La contestation du formalisme paraît relever d’une problématique différente, aussi longtemps qu’il est possible d’opposer les « œuvres » ritualistes à l’exercice véritable de la charité. Telle est la ligne argumentative suivie par Érasme, qui ne cesse de réaffirmer le devoir de charité en contestant un formalisme assimilé, sous l’influence des relectures de Paul, au respect de la Loi dans le mosaïsme ou le pharisaïsme7. Mais c’est bien là le fait d’une fidélité évangélique à la conception traditionnelle de la « foi formée de charité », car, d’un point de vue protestant, la doctrine des vertus elle-même est pharisaïque. Au-delà donc du problème de l’extension de ce qui porte alors le nom d’« œuvres », c’est le sens de la notion de « pharisaïsme » qui se trouve étendu. Représentants d’une dévotion à la Loi qui est le fait d’un groupe instruit et socialement considéré, les « scribes et pharisiens » sont, dans l’Évangile, une image des hypocrites qui opposent les arguties de leurs préceptes traditionnels à la révélation chrétienne. Dans la Somme théologique, n’est pas nécessairement « pharisien » tout membre du groupe des doctes – et du clergé.
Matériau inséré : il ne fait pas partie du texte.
//! Books API endpoints

use axum::{
    extract::{Path, Query, State},
    http::StatusCode,
    Json,
};
use serde::Deserialize;
use utoipa::{IntoParams, ToSchema};
use validator::Validate;

use crate::{
    error::AppResult,
    models::{
        book::{BookDetails, BookInput},
        book_instance::{BookInstanceDetails, BookInstanceInput},
    },
    repository::books::BookFilter,
    AppState,
};

use super::{AuthenticatedUser, ListQuery, PaginatedResponse};

/// Query parameters for listing books
#[derive(Debug, Default, Deserialize, IntoParams, ToSchema)]
pub struct BooksQuery {
    /// Only books by this author
    pub author_id: Option<i32>,
    /// Page number (default: 1)
    pub page: Option<i64>,
    /// Items per page
    pub per_page: Option<i64>,
}

/// List books (by title, then author)
#[utoipa::path(
    get,
    path = "/books",
    tag = "books",
    security(("bearer_auth" = [])),
    params(BooksQuery),
    responses(
        (status = 200, description = "Books list", body = PaginatedResponse<BookDetails>),
        (status = 401, description = "Not authenticated")
    )
)]
pub async fn list_books(
    State(state): State<AppState>,
    AuthenticatedUser(claims): AuthenticatedUser,
    Query(query): Query<BooksQuery>,
) -> AppResult<Json<PaginatedResponse<BookDetails>>> {
    claims.require_staff()?;
    let per_page = state.config.admin.list_per_page;
    let list = ListQuery {
        page: query.page,
        per_page: query.per_page,
    };
    let filter = BookFilter {
        author_id: query.author_id,
    };
    let (books, total) = state
        .services
        .catalog
        .list_books(&filter, list.window(per_page)?)
        .await?;
    Ok(Json(PaginatedResponse::new(books, total, &list, per_page)))
}

/// Get book by ID
#[utoipa::path(
    get,
    path = "/books/{id}",
    tag = "books",
    security(("bearer_auth" = [])),
    params(("id" = i32, Path, description = "Book ID")),
    responses(
        (status = 200, description = "Book details", body = BookDetails),
        (status = 404, description = "Book not found")
    )
)]
pub async fn get_book(
    State(state): State<AppState>,
    AuthenticatedUser(claims): AuthenticatedUser,
    Path(id): Path<i32>,
) -> AppResult<Json<BookDetails>> {
    claims.require_staff()?;
    let book = state.services.catalog.get_book(id).await?;
    Ok(Json(book))
}

/// Create a book
#[utoipa::path(
    post,
    path = "/books",
    tag = "books",
    security(("bearer_auth" = [])),
    request_body = BookInput,
    responses(
        (status = 201, description = "Book created", body = BookDetails),
        (status = 400, description = "Invalid input or ISBN already used", body = crate::error::ErrorResponse)
    )
)]
pub async fn create_book(
    State(state): State<AppState>,
    AuthenticatedUser(claims): AuthenticatedUser,
    Json(data): Json<BookInput>,
) -> AppResult<(StatusCode, Json<BookDetails>)> {
    claims.require_staff()?;
    data.validate()?;
    let book = state.services.catalog.create_book(data).await?;
    Ok((StatusCode::CREATED, Json(book)))
}

/// Update a book
#[utoipa::path(
    put,
    path = "/books/{id}",
    tag = "books",
    security(("bearer_auth" = [])),
    params(("id" = i32, Path, description = "Book ID")),
    request_body = BookInput,
    responses(
        (status = 200, description = "Book updated", body = BookDetails),
        (status = 400, description = "Invalid input or ISBN already used", body = crate::error::ErrorResponse),
        (status = 404, description = "Book not found")
    )
)]
pub async fn update_book(
    State(state): State<AppState>,
    AuthenticatedUser(claims): AuthenticatedUser,
    Path(id): Path<i32>,
    Json(data): Json<BookInput>,
) -> AppResult<Json<BookDetails>> {
    claims.require_staff()?;
    data.validate()?;
    let book = state.services.catalog.update_book(id, data).await?;
    Ok(Json(book))
}

/// Delete a book (refused while copies exist)
#[utoipa::path(
    delete,
    path = "/books/{id}",
    tag = "books",
    security(("bearer_auth" = [])),
    params(("id" = i32, Path, description = "Book ID")),
    responses(
        (status = 204, description = "Book deleted"),
        (status = 404, description = "Book not found"),
        (status = 409, description = "Book instances still reference the book", body = crate::error::ErrorResponse)
    )
)]
pub async fn delete_book(
    State(state): State<AppState>,
    AuthenticatedUser(claims): AuthenticatedUser,
    Path(id): Path<i32>,
) -> AppResult<StatusCode> {
    claims.require_staff()?;
    state.services.catalog.delete_book(id).await?;
    Ok(StatusCode::NO_CONTENT)
}

/// List copies of a book
#[utoipa::path(
    get,
    path = "/books/{id}/instances",
    tag = "books",
    security(("bearer_auth" = [])),
    params(("id" = i32, Path, description = "Book ID")),
    responses(
        (status = 200, description = "Copies of the book", body = Vec<BookInstanceDetails>),
        (status = 404, description = "Book not found")
    )
)]
pub async fn list_copies(
    State(state): State<AppState>,
    AuthenticatedUser(claims): AuthenticatedUser,
    Path(id): Path<i32>,
) -> AppResult<Json<Vec<BookInstanceDetails>>> {
    claims.require_staff()?;
    let instances = state.services.circulation.for_book(id).await?;
    Ok(Json(instances.into_iter().map(Into::into).collect()))
}

/// Add a copy of a book
#[utoipa::path(
    post,
    path = "/books/{id}/instances",
    tag = "books",
    security(("bearer_auth" = [])),
    params(("id" = i32, Path, description = "Book ID")),
    request_body = BookInstanceInput,
    responses(
        (status = 201, description = "Copy created", body = BookInstanceDetails),
        (status = 400, description = "Invalid input", body = crate::error::ErrorResponse),
        (status = 404, description = "Book not found")
    )
)]
pub async fn create_copy(
    State(state): State<AppState>,
    AuthenticatedUser(claims): AuthenticatedUser,
    Path(id): Path<i32>,
    Json(data): Json<BookInstanceInput>,
) -> AppResult<(StatusCode, Json<BookInstanceDetails>)> {
    claims.require_staff()?;
    data.validate()?;
    let instance = state.services.circulation.create_for_book(id, data).await?;
    Ok((StatusCode::CREATED, Json(instance.into())))
}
Mais, dès lors que la doctrine de l’Église est perçue comme une imposture qui dévoie les fidèles de la seule voie de salut, le pharisaïsme devient un fait institutionnel : l’Église est perçue comme pharisaïque dans son ensemble, dispensatrice d’une doctrine préjudiciable aux « petits » qu’il incombe aux nouveaux « forts » de ce temps de libérer de son emprise. La doctrine de l’Église constitue dans cette perspective un scandale.
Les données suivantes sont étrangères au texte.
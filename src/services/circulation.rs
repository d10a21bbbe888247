//! Circulation service: book instances and returns

use chrono::Local;
use uuid::Uuid;

use crate::{
    error::{AppError, AppResult, FieldErrors},
    models::{
        book_instance::{BookInstance, BookInstanceInput, BookInstanceQuery},
        FIELD_REQUIRED,
    },
    repository::{
        book_instances::{DateCondition, InstanceFilter},
        Page, Repository,
    },
};

#[derive(Clone)]
pub struct CirculationService {
    repository: Repository,
}

impl CirculationService {
    pub fn new(repository: Repository) -> Self {
        Self { repository }
    }

    /// List copies, soonest due first
    pub async fn list(&self, query: &BookInstanceQuery, page: Page) -> AppResult<(Vec<BookInstance>, i64)> {
        let filter = InstanceFilter {
            book_id: query.book_id,
            status: query.status,
            borrower_id: query.borrower_id,
            due_back: query
                .overdue
                .filter(|overdue| *overdue)
                .map(|_| DateCondition::Before(Local::now().date_naive())),
        };
        self.repository.book_instances.list(&filter, page).await
    }

    pub async fn get(&self, id: Uuid) -> AppResult<BookInstance> {
        self.repository.book_instances.get_by_id(id).await
    }

    /// Copies of a book
    pub async fn for_book(&self, book_id: i32) -> AppResult<Vec<BookInstance>> {
        self.repository.books.get_by_id(book_id).await?;
        let filter = InstanceFilter {
            book_id: Some(book_id),
            ..Default::default()
        };
        let (instances, _) = self.repository.book_instances.list(&filter, Page::all()).await?;
        Ok(instances)
    }

    /// Register a copy; status defaults to maintenance
    pub async fn create(&self, data: &BookInstanceInput) -> AppResult<BookInstance> {
        data.require_filled()?;
        let book_id = self.check(data).await?;
        let instance = self
            .repository
            .book_instances
            .create(
                book_id,
                data.imprint.trim(),
                data.due_back,
                data.borrower_id,
                data.status_or_default(),
            )
            .await?;

        tracing::info!(
            instance_id = %instance.id,
            book_id = instance.book_id,
            status = instance.status.code(),
            "Book instance created"
        );
        Ok(instance)
    }

    /// Register a copy under a book
    pub async fn create_for_book(&self, book_id: i32, data: BookInstanceInput) -> AppResult<BookInstance> {
        self.repository.books.get_by_id(book_id).await?;
        self.create(&BookInstanceInput {
            book_id: Some(book_id),
            ..data
        })
        .await
    }

    pub async fn update(&self, id: Uuid, data: &BookInstanceInput) -> AppResult<BookInstance> {
        data.require_filled()?;
        self.repository.book_instances.get_by_id(id).await?;
        let book_id = self.check(data).await?;
        self.repository
            .book_instances
            .update(
                id,
                book_id,
                data.imprint.trim(),
                data.due_back,
                data.borrower_id,
                data.status_or_default(),
            )
            .await
    }

    pub async fn delete(&self, id: Uuid) -> AppResult<()> {
        self.repository.book_instances.delete(id).await?;
        tracing::info!(instance_id = %id, "Book instance deleted");
        Ok(())
    }

    /// Put a copy back on the shelf
    pub async fn mark_returned(&self, id: Uuid) -> AppResult<BookInstance> {
        let instance = self.repository.book_instances.mark_returned(id).await?;
        tracing::info!(instance_id = %id, "Book instance returned");
        Ok(instance)
    }

    /// Resolve the book and borrower references, returning the book ID
    async fn check(&self, data: &BookInstanceInput) -> AppResult<i32> {
        let mut errors = FieldErrors::new();

        let book_id = match data.book_id {
            Some(book_id) => match self.repository.books.get_by_id(book_id).await {
                Ok(_) => Some(book_id),
                Err(AppError::NotFound(_)) => {
                    errors.insert(
                        "book_id".to_string(),
                        vec![format!("Book {} does not exist", book_id)],
                    );
                    None
                }
                Err(e) => return Err(e),
            },
            None => {
                errors.insert("book_id".to_string(), vec![FIELD_REQUIRED.to_string()]);
                None
            }
        };

        if let Some(borrower_id) = data.borrower_id {
            match self.repository.users.get_by_id(borrower_id).await {
                Ok(_) => {}
                Err(AppError::NotFound(_)) => {
                    errors.insert(
                        "borrower_id".to_string(),
                        vec![format!("User {} does not exist", borrower_id)],
                    );
                }
                Err(e) => return Err(e),
            }
        }

        match book_id {
            Some(book_id) if errors.is_empty() => Ok(book_id),
            _ => Err(AppError::Fields(errors)),
        }
    }
}
//! User account model (borrowers and administrators) and JWT claims

use chrono::{DateTime, Utc};
use serde::{Deserialize, Serialize};
use sqlx::FromRow;
use utoipa::ToSchema;
use validator::Validate;

use super::enums::Permission;
use crate::error::AppError;

/// Full user model from database
#[derive(Debug, Clone, Serialize, Deserialize, FromRow, ToSchema)]
pub struct User {
    pub id: i32,
    pub username: String,
    /// Hashed password (argon2)
    #[serde(skip)]
    pub password: Option<String>,
    pub first_name: Option<String>,
    pub last_name: Option<String>,
    pub email: Option<String>,
    pub is_active: bool,
    pub is_staff: bool,
    pub is_superuser: bool,
    /// Granted permission codenames
    pub permissions: Vec<String>,
    pub created_at: DateTime<Utc>,
}

impl User {
    /// Permissions held by the account; superusers hold all of them
    pub fn granted_permissions(&self) -> Vec<Permission> {
        if self.is_superuser {
            return Permission::ALL.to_vec();
        }
        self.permissions
            .iter()
            .filter_map(|codename| codename.parse().ok())
            .collect()
    }
}

impl std::fmt::Display for User {
    fn fmt(&self, f: &mut std::fmt::Formatter<'_>) -> std::fmt::Result {
        write!(f, "{}", self.username)
    }
}

/// Create user request
#[derive(Debug, Deserialize, Validate, ToSchema)]
pub struct CreateUser {
    #[validate(length(min = 1, max = 150, message = "Username must be between 1 and 150 characters"))]
    pub username: String,
    #[validate(length(min = 4, message = "Password must be at least 4 characters"))]
    pub password: Option<String>,
    pub first_name: Option<String>,
    pub last_name: Option<String>,
    #[validate(email(message = "Invalid email format"))]
    pub email: Option<String>,
    #[serde(default)]
    pub is_staff: bool,
    #[serde(default)]
    pub is_superuser: bool,
    #[serde(default)]
    pub permissions: Vec<Permission>,
}

impl CreateUser {
    pub fn require_filled(&self) -> Result<(), AppError> {
        super::require_filled(&[("username", &self.username)])
    }
}

/// Login request
#[derive(Debug, Deserialize, ToSchema)]
pub struct LoginRequest {
    pub username: String,
    pub password: String,
}

/// Login response with bearer token
#[derive(Debug, Serialize, ToSchema)]
pub struct LoginResponse {
    pub token: String,
    pub token_type: String,
    pub expires_in: i64,
}

/// JWT Claims for authenticated users
#[derive(Debug, Clone, Serialize, Deserialize)]
pub struct UserClaims {
    pub sub: String,
    pub user_id: i32,
    pub is_staff: bool,
    pub is_superuser: bool,
    pub permissions: Vec<Permission>,
    pub exp: i64,
    pub iat: i64,
}

impl UserClaims {
    /// Create a new JWT token
    pub fn create_token(&self, secret: &str) -> Result<String, jsonwebtoken::errors::Error> {
        use jsonwebtoken::{encode, EncodingKey, Header};
        encode(
            &Header::default(),
            self,
            &EncodingKey::from_secret(secret.as_bytes()),
        )
    }

    /// Parse JWT token
    pub fn from_token(token: &str, secret: &str) -> Result<Self, jsonwebtoken::errors::Error> {
        use jsonwebtoken::{decode, DecodingKey, Validation};
        let token_data = decode::<Self>(
            token,
            &DecodingKey::from_secret(secret.as_bytes()),
            &Validation::default(),
        )?;
        Ok(token_data.claims)
    }

    /// Admin site access
    pub fn require_staff(&self) -> Result<(), AppError> {
        if self.is_staff || self.is_superuser {
            Ok(())
        } else {
            Err(AppError::Authorization("Staff account required".to_string()))
        }
    }

    /// Account management
    pub fn require_superuser(&self) -> Result<(), AppError> {
        if self.is_superuser {
            Ok(())
        } else {
            Err(AppError::Authorization("Superuser privileges required".to_string()))
        }
    }

    pub fn has_perm(&self, permission: Permission) -> bool {
        self.is_superuser || self.permissions.contains(&permission)
    }

    pub fn require_perm(&self, permission: Permission) -> Result<(), AppError> {
        if self.has_perm(permission) {
            Ok(())
        } else {
            Err(AppError::Authorization(format!(
                "Permission required: {}",
                permission.description()
            )))
        }
    }
}

#[cfg(test)]
mod tests {
    use super::*;

    fn claims(is_staff: bool, is_superuser: bool, permissions: Vec<Permission>) -> UserClaims {
        UserClaims {
            sub: "librarian".to_string(),
            user_id: 2,
            is_staff,
            is_superuser,
            permissions,
            exp: Utc::now().timestamp() + 3600,
            iat: Utc::now().timestamp(),
        }
    }

    #[test]
    fn test_staff_required() {
        assert!(claims(false, false, vec![]).require_staff().is_err());
        assert!(claims(true, false, vec![]).require_staff().is_ok());
        assert!(claims(false, true, vec![]).require_staff().is_ok());
    }

    #[test]
    fn test_mark_returned_permission() {
        let staff = claims(true, false, vec![]);
        assert!(!staff.has_perm(Permission::CanMarkReturned));
        assert!(matches!(
            staff.require_perm(Permission::CanMarkReturned),
            Err(AppError::Authorization(_))
        ));

        let granted = claims(true, false, vec![Permission::CanMarkReturned]);
        assert!(granted.has_perm(Permission::CanMarkReturned));

        let superuser = claims(true, true, vec![]);
        assert!(superuser.has_perm(Permission::CanMarkReturned));
    }

    #[test]
    fn test_token_roundtrip_rejects_wrong_secret() {
        let token = claims(true, false, vec![]).create_token("secret").unwrap();
        let parsed = UserClaims::from_token(&token, "secret").unwrap();
        assert_eq!(parsed.sub, "librarian");
        assert!(UserClaims::from_token(&token, "other").is_err());
    }

    #[test]
    fn test_unknown_permission_codenames_ignored() {
        let user = User {
            id: 1,
            username: "reader".to_string(),
            password: None,
            first_name: None,
            last_name: None,
            email: None,
            is_active: true,
            is_staff: false,
            is_superuser: false,
            permissions: vec!["catalog.can_mark_returned".to_string(), "bogus".to_string()],
            created_at: Utc::now(),
        };
        assert_eq!(user.granted_permissions(), vec![Permission::CanMarkReturned]);
        assert_eq!(user.to_string(), "reader");
    }

    #[test]
    fn test_whitespace_username_is_required() {
        let data: CreateUser =
            serde_json::from_value(serde_json::json!({ "username": "   " })).unwrap();
        assert!(data.validate().is_ok());
        match data.require_filled() {
            Err(AppError::Fields(fields)) => {
                assert_eq!(fields["username"], vec![crate::models::FIELD_REQUIRED.to_string()])
            }
            other => panic!("unexpected result: {:?}", other),
        }
    }
}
Telles sont donc les grandes lignes d’une reformulation qui, cependant, reste traversée de multiples interrogations et ajustements. En effet, le protestantisme se trouve pris à cette époque entre plusieurs aspirations difficiles à concilier. Il s’agit bien entendu, avant tout, pour les réformateurs protestants de mettre en avant une position contestataire, qui s’autorise de la liberté dans la foi et revendique donc le scandale face aux scandales pharisaïques de l’Église : il n’est plus temps d’apporter la paix, mais le glaive, dont la force et le tranchant, sans être souhaités, sont posés comme inévitables. Du point de vue théologique, cette contestation va les conduire à réassumer les catégories thomistes afin de critiquer l’ordre établi au nom des « faibles » qui en sont victimes. Mais parallèlement, du point de vue social, les réformateurs seront rapidement confrontés à la nécessité d’organiser les nouvelles communautés, en évitant d’entretenir une logique de scandale permanent, et ce souci les amènera à atténuer leurs positions les plus radicales, au moins pour l’administration interne de leurs fidèles. C’est ainsi que, dans le heurt aux traditions instituées, mais aussi dans la confrontation à la réalité de communautés vivantes, l’articulation des notions de charité et de liberté se déplace sous leur plume. La question récurrente est de savoir jusqu’à quel point il faut tenir compte du scandale, et elle est étroitement corrélée à l’extension donnée aux différentes catégories de scandale.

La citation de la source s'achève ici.